A string of reports from credit rating agencies shows that hospitals continue to suffer amid the economic downturn. From downgrades in the business prospects of smaller hospitals to the massive losses of up to 50% in the investment portfolios of even the best-known academic medical centers, hospitals are reworking budgets and restricting spending.
Some large medical centers and health systems, after dealing with refinancing out of complicated credit default swap contracts they used to synthesize fixed rate debt, faced a double whammy when their investment portfolios tanked late last year, disrupting building plans and financial stability.
That doesn't mean that all hospitals and health systems regret their decision to enter the swap market, however.
Michael D. Rowe, chief financial officer at Sisters of Charity of Leavenworth Health System, a nine-hospital system in Lenexa, KS, has three synthetic fixed-rate bond issues in the market. He says if the borrower plans to hold the swaps until maturity, they still represent a very good financing deal.
"They are working as they were designed, and we intend to hold them to maturity," he says.
"They have lost money currently but we don't get too concerned about the mark-to-market implications. So long as a hospital can leave the swaps alone and is not concerned about the fluctuations in market value from time to time, then swaps can still be an effective way to get things done."

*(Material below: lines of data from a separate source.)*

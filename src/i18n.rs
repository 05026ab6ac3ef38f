//! User-facing message lookup.

use anyhow::{Context, Result};
use std::collections::HashMap;
use std::path::Path;
use tracing::debug;

pub const DEFAULT_LANGUAGE: &str = "en";

pub mod keys {
    pub const AI_DECISION_FAIL: &str = "common.ai_decision_fail";
    pub const SERVICE_BUSY: &str = "common.service_busy";
    pub const INVALID_INPUT: &str = "common.invalid_input";
}

/// Resolves a message key for a language. Never fails; unknown keys come back
/// as the key itself.
pub trait Translator: Send + Sync {
    fn translate(&self, key: &str, lang: &str) -> String;
}

/// Built-in English messages, optionally overlaid with a YAML catalog of the
/// form `{ <lang>: { <key>: <text> } }`.
#[derive(Debug, Clone)]
pub struct MessageCatalog {
    messages: HashMap<String, HashMap<String, String>>,
}

impl Default for MessageCatalog {
    fn default() -> Self {
        let english: HashMap<String, String> = [
            (
                keys::AI_DECISION_FAIL,
                "We couldn't check this site right now, so it has been blocked to keep you focused.",
            ),
            (
                keys::SERVICE_BUSY,
                "AI service is currently taking too long to respond. Please try again later.",
            ),
            (keys::INVALID_INPUT, "Invalid input"),
        ]
        .into_iter()
        .map(|(k, v)| (k.to_string(), v.to_string()))
        .collect();

        Self {
            messages: HashMap::from([(DEFAULT_LANGUAGE.to_string(), english)]),
        }
    }
}

impl MessageCatalog {
    /// Built-in messages overlaid with the catalog at `path`.
    pub fn load(path: &Path) -> Result<Self> {
        let content = std::fs::read_to_string(path)
            .with_context(|| format!("Failed to read translations from {}", path.display()))?;
        let mut catalog = Self::default();
        catalog.merge_yaml(&content)?;
        debug!("Loaded translations for {} languages", catalog.messages.len());
        Ok(catalog)
    }

    pub fn merge_yaml(&mut self, yaml: &str) -> Result<()> {
        let overlay: HashMap<String, HashMap<String, String>> =
            serde_yaml::from_str(yaml).context("Failed to parse translations")?;
        for (lang, entries) in overlay {
            self.messages
                .entry(normalize_language(&lang))
                .or_default()
                .extend(entries);
        }
        Ok(())
    }

    pub fn languages(&self) -> Vec<String> {
        let mut langs: Vec<String> = self.messages.keys().cloned().collect();
        langs.sort();
        langs
    }
}

impl Translator for MessageCatalog {
    fn translate(&self, key: &str, lang: &str) -> String {
        let lang = normalize_language(lang);
        self.messages
            .get(&lang)
            .and_then(|m| m.get(key))
            .or_else(|| {
                self.messages
                    .get(DEFAULT_LANGUAGE)
                    .and_then(|m| m.get(key))
            })
            .cloned()
            .unwrap_or_else(|| key.to_string())
    }
}

/// `pt-BR` and `pt_br` both become `pt`.
fn normalize_language(lang: &str) -> String {
    let primary = lang.split(['-', '_']).next().unwrap_or("").trim();
    if primary.is_empty() {
        DEFAULT_LANGUAGE.to_string()
    } else {
        primary.to_ascii_lowercase()
    }
}

#[cfg(test)]
mod tests {
    use super::*;

    #[test]
    fn english_fallback_and_unknown_keys() {
        let catalog = MessageCatalog::default();
        let en = catalog.translate(keys::AI_DECISION_FAIL, "en");
        assert!(!en.is_empty());
        assert_eq!(catalog.translate(keys::AI_DECISION_FAIL, "fr-CA"), en);
        assert_eq!(catalog.translate("no.such.key", "en"), "no.such.key");
    }

    #[test]
    fn overlay_adds_languages() {
        let mut catalog = MessageCatalog::default();
        catalog
            .merge_yaml("de:\n  common.ai_decision_fail: \"Nicht geprüft\"\n")
            .unwrap();
        assert_eq!(catalog.translate(keys::AI_DECISION_FAIL, "de_DE"), "Nicht geprüft");
        assert_eq!(catalog.languages(), vec!["de".to_string(), "en".to_string()]);
    }

    #[test]
    fn load_from_file() {
        let tmp = tempfile::TempDir::new().unwrap();
        let path = tmp.path().join("messages.yml");
        std::fs::write(&path, "es:\n  common.invalid_input: Entrada no válida\n").unwrap();
        let catalog = MessageCatalog::load(&path).unwrap();
        assert_eq!(catalog.translate(keys::INVALID_INPUT, "es"), "Entrada no válida");
    }
}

He does caution, however, that current swap costs are not attractive, and "I would advise staying out of the bond market and swap markets if one can avoid them."
Depending on the type of deal, in certain circumstances swaps that turned out sour have put huge pressure on hospital balance sheets, says Brad Spielman, vice president at the San Francisco office of Moody's Investors Service.
It's easy to say people were mistaken for doing this, but even for folks who had to unwind their swaps, they actually still saved money in net on the lower payments over that 10- or 20-year period, says Spielman.
"It's hard to say that even entering into these was a mistake," he says. "In a lot of circumstances, they're still ending up better off and it was an appropriate debt structure given their credit quality."
Maybe so, but the pain now is acute as some hospitals have had to reach into their investment portfolios to post collateral following degradation in the swap market, and sell at disadvantageous prices if they were unable to refinance.
Even if they were able to wriggle free of the swaps-based financing, many hospitals are now financially weaker across the board, as patient volumes have dropped in concert with investment portfolios and as hospitals have returned to more traditional sources of financing, such as fixed-rate bonds and funding absolutely necessary projects with cash, for example. Delaying or canceling big capital projects has also come into vogue.
"You can't really deny that for a lot of these organizations, swap financing has become a political embarrassment," he says. "The market has turned much more conservative."